Dissertation Title: On Hamiltonian structure preserving discretizations of plasma and nonlinear wave models

Abstract: Every physical model has a geometric interpretation. In classical physics, this geometric framework lies in its Lagrangian and Hamiltonian formulation. Even dissipative dynamics can be formulated in terms of gradient flows. While traditional numerical treatments of these models largely neglect this underlying structure, the desire to exactly enforce conservation laws at the discrete level encourages one to consider geometric structure in the design of numerical methods for evolution equations. This work studies the preservation of Hamiltonian structure in the discretization of plasma and nonlinear optical models. A general Hamiltonian structure preserving discretization for nonlinear Hodge wave equations is derived using finite element exterior calculus. This general framework is then specialized to derive an energy and Gauss conserving time-domain solver for Maxwell's equations in nonlinear media.

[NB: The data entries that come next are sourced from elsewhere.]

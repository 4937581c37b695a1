//! Role-to-permission tables for the admin dashboard.
//!
//! The mapping is a pure function over a closed role set. Permission sets
//! are precomputed constants; they are never derived from external data at
//! runtime, so grants cannot drift without a code change.

use std::fmt;

/// Administrator role, closed set.
#[derive(Debug, Clone, Copy, PartialEq, Eq, Hash)]
pub enum Role {
    SuperAdmin,
    Admin,
    Viewer,
}

impl Role {
    pub const ALL: [Role; 3] = [Role::SuperAdmin, Role::Admin, Role::Viewer];

    /// Parse the persisted role string. Unknown values return `None`;
    /// callers fall back to the empty permission set.
    #[must_use]
    pub fn parse(value: &str) -> Option<Self> {
        match value.trim().to_lowercase().as_str() {
            "super_admin" => Some(Self::SuperAdmin),
            "admin" => Some(Self::Admin),
            "viewer" => Some(Self::Viewer),
            _ => None,
        }
    }

    #[must_use]
    pub const fn as_str(self) -> &'static str {
        match self {
            Self::SuperAdmin => "super_admin",
            Self::Admin => "admin",
            Self::Viewer => "viewer",
        }
    }

    /// Permission table for this role. Total over the closed enum.
    #[must_use]
    pub const fn permissions(self) -> &'static PermissionSet {
        match self {
            Self::SuperAdmin => &SUPER_ADMIN_PERMISSIONS,
            Self::Admin => &ADMIN_PERMISSIONS,
            Self::Viewer => &VIEWER_PERMISSIONS,
        }
    }
}

impl fmt::Display for Role {
    fn fmt(&self, f: &mut fmt::Formatter<'_>) -> fmt::Result {
        f.write_str(self.as_str())
    }
}

/// Fine-grained action, `family:action` on the wire and in audit details.
#[derive(Debug, Clone, Copy, PartialEq, Eq, Hash)]
pub enum Permission {
    UsersView,
    UsersApprove,
    UsersReject,
    UsersSuspend,
    UsersUpdate,
    UsersDelete,
    AdminView,
    AdminCreate,
    AdminUpdate,
    AdminDelete,
    SettingsView,
    SettingsUpdate,
}

impl Permission {
    #[must_use]
    pub const fn as_str(self) -> &'static str {
        match self {
            Self::UsersView => "users:view",
            Self::UsersApprove => "users:approve",
            Self::UsersReject => "users:reject",
            Self::UsersSuspend => "users:suspend",
            Self::UsersUpdate => "users:update",
            Self::UsersDelete => "users:delete",
            Self::AdminView => "admin:view",
            Self::AdminCreate => "admin:create",
            Self::AdminUpdate => "admin:update",
            Self::AdminDelete => "admin:delete",
            Self::SettingsView => "settings:view",
            Self::SettingsUpdate => "settings:update",
        }
    }
}

impl fmt::Display for Permission {
    fn fmt(&self, f: &mut fmt::Formatter<'_>) -> fmt::Result {
        f.write_str(self.as_str())
    }
}

/// Immutable permission table, grouped by action family.
#[derive(Debug, PartialEq, Eq)]
pub struct PermissionSet {
    pub users: &'static [Permission],
    pub admin: &'static [Permission],
    pub settings: &'static [Permission],
}

impl PermissionSet {
    /// Table for a raw role string; unknown roles get the empty set
    /// (fail safe, not fail open).
    #[must_use]
    pub fn for_role_name(role: &str) -> &'static Self {
        Role::parse(role).map_or(&EMPTY_PERMISSIONS, Role::permissions)
    }

    #[must_use]
    pub fn allows(&self, permission: Permission) -> bool {
        self.iter().any(|granted| granted == permission)
    }

    pub fn iter(&self) -> impl Iterator<Item = Permission> + '_ {
        self.users
            .iter()
            .chain(self.admin)
            .chain(self.settings)
            .copied()
    }

    #[must_use]
    pub fn is_subset_of(&self, other: &Self) -> bool {
        self.iter().all(|permission| other.allows(permission))
    }

    #[must_use]
    pub fn is_empty(&self) -> bool {
        self.iter().next().is_none()
    }
}

pub static SUPER_ADMIN_PERMISSIONS: PermissionSet = PermissionSet {
    users: &[
        Permission::UsersView,
        Permission::UsersApprove,
        Permission::UsersReject,
        Permission::UsersSuspend,
        Permission::UsersUpdate,
        Permission::UsersDelete,
    ],
    admin: &[
        Permission::AdminView,
        Permission::AdminCreate,
        Permission::AdminUpdate,
        Permission::AdminDelete,
    ],
    settings: &[Permission::SettingsView, Permission::SettingsUpdate],
};

pub static ADMIN_PERMISSIONS: PermissionSet = PermissionSet {
    users: &[
        Permission::UsersView,
        Permission::UsersApprove,
        Permission::UsersReject,
        Permission::UsersSuspend,
        Permission::UsersUpdate,
    ],
    admin: &[Permission::AdminView],
    settings: &[Permission::SettingsView],
};

pub static VIEWER_PERMISSIONS: PermissionSet = PermissionSet {
    users: &[Permission::UsersView],
    admin: &[],
    settings: &[Permission::SettingsView],
};

pub static EMPTY_PERMISSIONS: PermissionSet = PermissionSet {
    users: &[],
    admin: &[],
    settings: &[],
};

This method is applied to study a model of the ponderomotive force and cubicly nonlinear electromagnetic media. Finally, two varieties of particle-based Hamiltonian reductions of the Vlasov equation are derived which assist in the design of structure preserving particle-in-cell (PIC) methods. In particular, the analysis provides criteria for structure-preserving grid-interpolation and filtering in PIC methods, both being components of a PIC algorithm which might undermine Hamiltonian structure preservation if implemented naïvely.